Petitioner maintains that the income earned by
respondent is taxable in the Philippines because the source
thereof is JUBANITEX, a domestic corporation located in
the City of Makati. It thus implied that source of income
means the physical source where the income came from. It
further argued that since respondent is the President of
JUBANITEX, any remuneration she received from said
corporation should be construed as payment of her overall
managerial services to the company and should not be
interpreted as a compensation for a distinct and separate
service as a sales commission agent.
Respondent, on the other hand, claims that the income
she received was payment for her marketing services. She
contended that income of nonresident aliens like her is
subject to tax only if the source of the income is within the
Philippines.

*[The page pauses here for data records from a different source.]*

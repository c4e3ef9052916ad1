//! API Endpoints
//!
//! URL builders for every backend route the client calls. Path segments and
//! query values are percent-encoded.

use percent_encoding::{utf8_percent_encode, AsciiSet, NON_ALPHANUMERIC};

use crate::config::ClientConfig;

/// Everything except RFC 3986 unreserved characters
const COMPONENT: &AsciiSet = &NON_ALPHANUMERIC.remove(b'-').remove(b'_').remove(b'.').remove(b'~');

fn encode(value: &str) -> String {
    utf8_percent_encode(value, COMPONENT).to_string()
}

/// `k1=v1&k2=v2` with every value encoded
pub fn query_string(params: &[(&str, &str)]) -> String {
    params
        .iter()
        .map(|(key, value)| format!("{}={}", key, encode(value)))
        .collect::<Vec<_>>()
        .join("&")
}

#[derive(Debug, Clone, PartialEq)]
pub struct Endpoints {
    base: String,
    geocode_url: String,
}

impl Endpoints {
    pub fn new(config: &ClientConfig) -> Self {
        Self {
            base: config.api_base.trim_end_matches('/').to_string(),
            geocode_url: config.geocode_url.clone(),
        }
    }

    fn url(&self, path: &str) -> String {
        format!("{}{}", self.base, path)
    }

    // ========================
    // Hospital data
    // ========================

    pub fn hospital_data(&self) -> String {
        self.url("/hospital/data")
    }

    pub fn hospital_data_loc(&self) -> String {
        self.url("/hospital/data/loc")
    }

    /// Hospitals short on `blood_type` that could take stock from a surplus hospital
    pub fn matching_shortage(&self, surplus_hospital: &str, surplus_city: &str, blood_type: &str, max_results: u32) -> String {
        let max = max_results.to_string();
        format!(
            "{}?{}",
            self.url("/hospital/matching/shortage"),
            query_string(&[
                ("surplus_hospital", surplus_hospital),
                ("surplus_city", surplus_city),
                ("blood_type", blood_type),
                ("max_results", &max),
            ])
        )
    }

    // ========================
    // Dashboard
    // ========================

    pub fn hospital_inventory(&self, lid: &str) -> String {
        self.url(&format!("/api/hospital_inventory/{}", encode(lid)))
    }

    pub fn nearby_excess_hospitals(&self, lid: &str, blood_type: &str) -> String {
        self.by_blood_type("/api/nearby_excess_hospitals", lid, blood_type)
    }

    pub fn nearby_donor_pools(&self, lid: &str, blood_type: &str) -> String {
        self.by_blood_type("/api/nearby_donor_pools", lid, blood_type)
    }

    pub fn nearest_needed_hospitals(&self, lid: &str, blood_type: &str) -> String {
        self.by_blood_type("/api/nearest_needed_hospitals", lid, blood_type)
    }

    pub fn blood_recommendations(&self, lid: &str) -> String {
        self.url(&format!("/api/blood_recommendations/{}", encode(lid)))
    }

    fn by_blood_type(&self, route: &str, lid: &str, blood_type: &str) -> String {
        format!(
            "{}?{}",
            self.url(&format!("{}/{}", route, encode(lid))),
            query_string(&[("bloodType", blood_type)])
        )
    }

    // ========================
    // Forms
    // ========================

    pub fn signup(&self) -> String {
        self.url("/api/signup")
    }

    pub fn login(&self) -> String {
        self.url("/api/login")
    }

    pub fn update_blood(&self) -> String {
        self.url("/api/updateBlood")
    }

    pub fn hospital_create(&self) -> String {
        self.url("/hospital/create")
    }

    pub fn donor_add(&self) -> String {
        self.url("/donor/add")
    }

    /// OpenCage lookup of a postal code
    pub fn geocode(&self, zip_code: &str, key: &str) -> String {
        format!("{}?{}", self.geocode_url, query_string(&[("q", zip_code.trim()), ("key", key)]))
    }
}

#[cfg(test)]
mod tests {
    use super::*;

    fn endpoints() -> Endpoints {
        Endpoints::new(&ClientConfig::default())
    }

    #[test]
    fn test_plain_routes() {
        let e = endpoints();
        assert_eq!(e.hospital_data(), "http://localhost:5001/hospital/data");
        assert_eq!(e.hospital_data_loc(), "http://localhost:5001/hospital/data/loc");
        assert_eq!(e.donor_add(), "http://localhost:5001/donor/add");
        assert_eq!(e.update_blood(), "http://localhost:5001/api/updateBlood");
    }

    #[test]
    fn test_matching_query_is_encoded() {
        let url = endpoints().matching_shortage("St. Mary's & Co", "New York, NY", "AB+", 5);
        assert_eq!(
            url,
            "http://localhost:5001/hospital/matching/shortage?surplus_hospital=St.%20Mary%27s%20%26%20Co\
             &surplus_city=New%20York%2C%20NY&blood_type=AB%2B&max_results=5"
        );
    }

    #[test]
    fn test_dashboard_routes_encode_segments() {
        let e = endpoints();
        assert_eq!(e.hospital_inventory("L0001"), "http://localhost:5001/api/hospital_inventory/L0001");
        assert_eq!(
            e.nearby_excess_hospitals("L 1/2", "O-"),
            "http://localhost:5001/api/nearby_excess_hospitals/L%201%2F2?bloodType=O-"
        );
        assert_eq!(
            e.nearest_needed_hospitals("L0001", "A+"),
            "http://localhost:5001/api/nearest_needed_hospitals/L0001?bloodType=A%2B"
        );
    }

    #[test]
    fn test_trailing_slash_in_base() {
        let config = ClientConfig { api_base: "https://api.example.org/".into(), ..ClientConfig::default() };
        assert_eq!(Endpoints::new(&config).login(), "https://api.example.org/api/login");
    }

    #[test]
    fn test_geocode_url() {
        let url = endpoints().geocode(" 10001 ", "k3y");
        assert_eq!(url, "https://api.opencagedata.com/geocode/v1/json?q=10001&key=k3y");
    }
}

Source, according to respondent is the situs of
the activity which produced the income. And since the
source of her income were her marketing activities in
Germany, the income she derived from said activities is not
subject to Philippine income taxation.
The issue here is whether respondents sales commission
income is taxable in the Philippines.
Pertinent portion of the National Internal Revenue Code
(NIRC), states:

SEC. 25. Tax on Nonresident Alien Individual.


(A) Nonresident Alien Engaged in Trade or Business Within
the Philippines.
(1) In General.A nonresident alien individual engaged in trade or
business in the Philippines shall be subject to an income tax in the same
manner as an individual citizen and a resident alien individual, on
taxable income received from all

_______________

9 Resolution dated May 8, 2002 Rollo, pp. 5961.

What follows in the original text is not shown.